Wills' increasing fame led to calls for a match with Suzanne Lenglen, the other great woman player of the time. It seems clear that Lenglen wanted to avoid playing Wills but finally in 1926, under intense pressure, she agreed to an exhibition match to be played in France. The match was the tennis event of the decade. It was described as having a "prizefight atmosphere," with tickets being scalped for the outrageous sum of $50. The match itself had some bizarre moments. Wills lost the first set 6-3, but had a set point in the second. A disputed line call cost her that set point and, for the only time in her career, the stoic Wills showed strong emotion on the court, raising her voice to argue with the linesman – to no avail, of course. Then, when Lenglen had match point, Wills' ball was called out, and the match was over. The players met at the net to shake hands. But in the midst of the celebration by the French fans, the umpire made his way through the crowd to say that he had called the ball good. The "out" call had been made by someone in the stands. Angry fans were cleared off the court, and the match resumed. Ultimately Lenglen prevailed, but it took her three more games.
Thinking the match over, Lenglen and Wills shake hands, as an official signals that it is not over, after all.
Film of the famous 1926 Wills-Lenglen match.
Lenglen, knowing when to leave well enough alone, refused a rematch, and the two tennis greats never played again. For her part, Wills took the loss stoically, and later said that it had taught her the need to add more nuance to her game. In fact, the very shy and reserved Wills was famous throughout her career for her utterly unflappable demeanor on the court. She showed so little emotion that she was nicknamed "Little Miss Poker Face." Her concentration was legendary. She claimed to be unaware of game points, set points and even match points. Her mantra was, "Every shot, every shot, every shot." Crowds did not like her apparent aloofness, and she was often called "Queen Helen" or "Imperial Helen." But Wills explained, "I had one thought and that was to put the ball across the net. I was simply myself, too deeply concentrated on the game for any extraneous thought."
Denied a great rivalry with Lenglen, Wills ultimately found the biggest rival of her career very much closer to home.
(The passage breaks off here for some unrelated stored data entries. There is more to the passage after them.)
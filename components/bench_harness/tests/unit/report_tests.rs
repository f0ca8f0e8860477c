//! Ranking and publishing tests

use bench_harness::report::{format_results, publish, rank_all};
use bench_harness::{rank, MemorySink, ResultMatrix, AXIS_LABEL};
use core_types::{Measurement, MeasurementError, GEOMETRIC_MEAN};

fn names(list: &[&str]) -> Vec<String> {
    list.iter().map(|s| s.to_string()).collect()
}

fn finished_matrix() -> ResultMatrix {
    let mut m = ResultMatrix::with_names(names(&["fib", "sieve"]), names(&["A", "B", "C"]));
    m.record("fib", "A", Measurement::Millis(1.5)).unwrap();
    m.record("fib", "B", Measurement::Millis(0.5)).unwrap();
    m.record("fib", "C", Measurement::Millis(0.5)).unwrap();
    m.record("sieve", "A", Measurement::Millis(6.0)).unwrap();
    m.record(
        "sieve",
        "B",
        Measurement::failed(MeasurementError::ParseError {
            reason: "'done' is not a number".to_string(),
        }),
    )
    .unwrap();
    m.record("sieve", "C", Measurement::Millis(2.0)).unwrap();
    m.finalize().unwrap();
    m
}

#[test]
fn test_ties_keep_registry_order() {
    let report = rank(&finished_matrix(), "fib").unwrap();
    assert_eq!(report.runtimes(), vec!["B", "C", "A"]);
}

#[test]
fn test_rank_all_appends_aggregate() {
    let reports = rank_all(&finished_matrix());
    let titles: Vec<&str> = reports.iter().map(|r| r.benchmark.as_str()).collect();
    assert_eq!(titles, vec!["fib", "sieve", GEOMETRIC_MEAN]);

    // A: sqrt(1.5 * 6) = 3, B: 0.5 alone, C: sqrt(0.5 * 2) = 1
    assert_eq!(reports[2].runtimes(), vec!["B", "C", "A"]);
}

#[test]
fn test_publish_uses_available_data_only() {
    let mut sink = MemorySink::default();
    publish(&finished_matrix(), &mut sink).unwrap();

    let sieve = &sink.charts[1];
    assert_eq!(sieve.title, "sieve");
    assert_eq!(sieve.runtimes, vec!["C", "A"]);
    assert_eq!(sieve.durations, vec![2.0, 6.0]);
    assert!(sink.charts.iter().all(|c| c.axis_label == AXIS_LABEL));
}

#[test]
fn test_failed_pair_visible_in_table() {
    let table = format_results(&finished_matrix());
    assert!(table.contains("Geometric Mean"));
    assert!(table.contains("'done' is not a number"));
}
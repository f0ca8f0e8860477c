//! Harness configuration
//!
//! Static configuration is built once at startup and passed by reference
//! into the engine and reporter. It can come from defaults, a JSON file or
//! a YAML file.

use crate::engine::TimingMode;
use crate::registry::Registry;
use crate::suite::Suite;
use core_types::{ConfigError, RuntimeSpec};
use serde::{Deserialize, Serialize};
use std::fs;
use std::path::{Path, PathBuf};
use std::time::Duration;

/// Default per-run timeout in seconds
pub const DEFAULT_TIMEOUT_SECS: u64 = 300;

/// Everything a run needs
#[derive(Debug, Clone, PartialEq, Serialize, Deserialize)]
#[serde(default)]
pub struct HarnessConfig {
    /// Runtimes in declaration order
    pub runtimes: Vec<RuntimeSpec>,
    /// Benchmark names in display order; empty means discover from `bench_dir`
    pub benchmarks: Vec<String>,
    /// Timing strategy for the whole run
    pub timing: TimingMode,
    /// Per-run timeout; `None` waits forever
    pub timeout_secs: Option<u64>,
    /// Parse output of runs that exit non-zero
    pub permissive: bool,
    /// Directory benchmark files are resolved against
    pub bench_dir: Option<PathBuf>,
    /// Directory charts are written to
    pub output_dir: PathBuf,
}

impl Default for HarnessConfig {
    fn default() -> Self {
        Self {
            runtimes: vec![
                RuntimeSpec::new(
                    "Neptune",
                    &["../neptune-cli/target/release/neptune-cli"],
                    ".np",
                ),
                RuntimeSpec::new("NodeJS(JIT off)", &["node", "-jitless"], ".js"),
                RuntimeSpec::new("Ruby", &["ruby"], ".rb"),
                RuntimeSpec::new("Lua", &["lua"], ".lua"),
                RuntimeSpec::new("Node(JIT)", &["node"], ".js"),
            ],
            benchmarks: [
                "ack",
                "btree",
                "collatz",
                "fib",
                "nbody",
                "nested",
                "selection-sort",
                "sieve",
                "spect",
            ]
            .iter()
            .map(|s| s.to_string())
            .collect(),
            timing: TimingMode::SelfReported,
            timeout_secs: Some(DEFAULT_TIMEOUT_SECS),
            permissive: false,
            bench_dir: None,
            output_dir: PathBuf::from("."),
        }
    }
}

impl HarnessConfig {
    /// Load from a `.json`, `.yaml` or `.yml` file
    ///
    /// Missing fields take their defaults.
    pub fn load<P: AsRef<Path>>(path: P) -> Result<Self, ConfigError> {
        let path = path.as_ref();
        let text = fs::read_to_string(path)?;
        match path.extension().and_then(|e| e.to_str()) {
            Some("json") => Self::from_json(&text),
            Some("yaml") | Some("yml") => Self::from_yaml(&text),
            _ => Err(ConfigError::UnsupportedFormat(path.display().to_string())),
        }
    }

    /// Parse JSON configuration text
    pub fn from_json(text: &str) -> Result<Self, ConfigError> {
        serde_json::from_str(text).map_err(|e| ConfigError::Parse(e.to_string()))
    }

    /// Parse YAML configuration text
    pub fn from_yaml(text: &str) -> Result<Self, ConfigError> {
        serde_yaml::from_str(text).map_err(|e| ConfigError::Parse(e.to_string()))
    }

    /// The timeout as a duration; zero disables it
    pub fn timeout(&self) -> Option<Duration> {
        self.timeout_secs
            .filter(|secs| *secs > 0)
            .map(Duration::from_secs)
    }

    /// Validated runtime registry
    pub fn registry(&self) -> Result<Registry, ConfigError> {
        Registry::new(self.runtimes.clone())
    }

    /// Validated suite; discovered from `bench_dir` when none is listed
    pub fn suite(&self, registry: &Registry) -> Result<Suite, ConfigError> {
        if self.benchmarks.is_empty() {
            let dir = self.bench_dir.clone().unwrap_or_else(|| PathBuf::from("."));
            Suite::discover(dir, registry)
        } else {
            Suite::new(&self.benchmarks)
        }
    }
}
Helen Jacobs, who was a couple of years younger than Wills, also grew up in Berkeley and attended the University of California. And, like Wills, she was coached by Cal alumna Hazel Wightman. Somewhat bizarrely, at one point Helen Wills' parents even rented their Berkeley home to Helen Jacobs' parents, and thus the two rivals actually spent part of their childhoods in the same house.
Golden Bears Helen Wills and Helen Jacobs in the final of the 1930 French Open.
Wills was always the greater player. Wills and Jacobs met in the finals of Grand Slam tournaments numerous times. Although their matches were almost always close and exciting, Wills won every match, until the finals of the 1933 US championship. On that occasion, Jacobs won the first set 8-6. This caused quite a stir in the crowd, as losing even a set was highly unusual for Wills. She came back to win second set. But in the third set, Jacobs took a 3-0 lead. Wills then told the umpire that she was unable to continue because of back pain. This created a huge controversy, as some fans believed that Wills had defaulted only to avoid what appeared to be a certain loss to Jacobs. Wills always insisted she had been genuinely suffering from a debilitating back injury. The incident fed stories of a feud between "The Two Helens" as they were known in the press. In fact, it appears that while they never became friends, there was no feud. They were simply very different personalities, with Wills being ever reserved and intensely focused, while Jacobs was far more gregarious and outgoing. Hazel Wightman, who was a coach, mentor, and friend to both of "the Helens" described Wills this way: "Helen was really an unconfident and awkward girl — you have no idea how awkward.... I thought of Helen as an honestly shy person who was bewildered by how difficult it was to please most people."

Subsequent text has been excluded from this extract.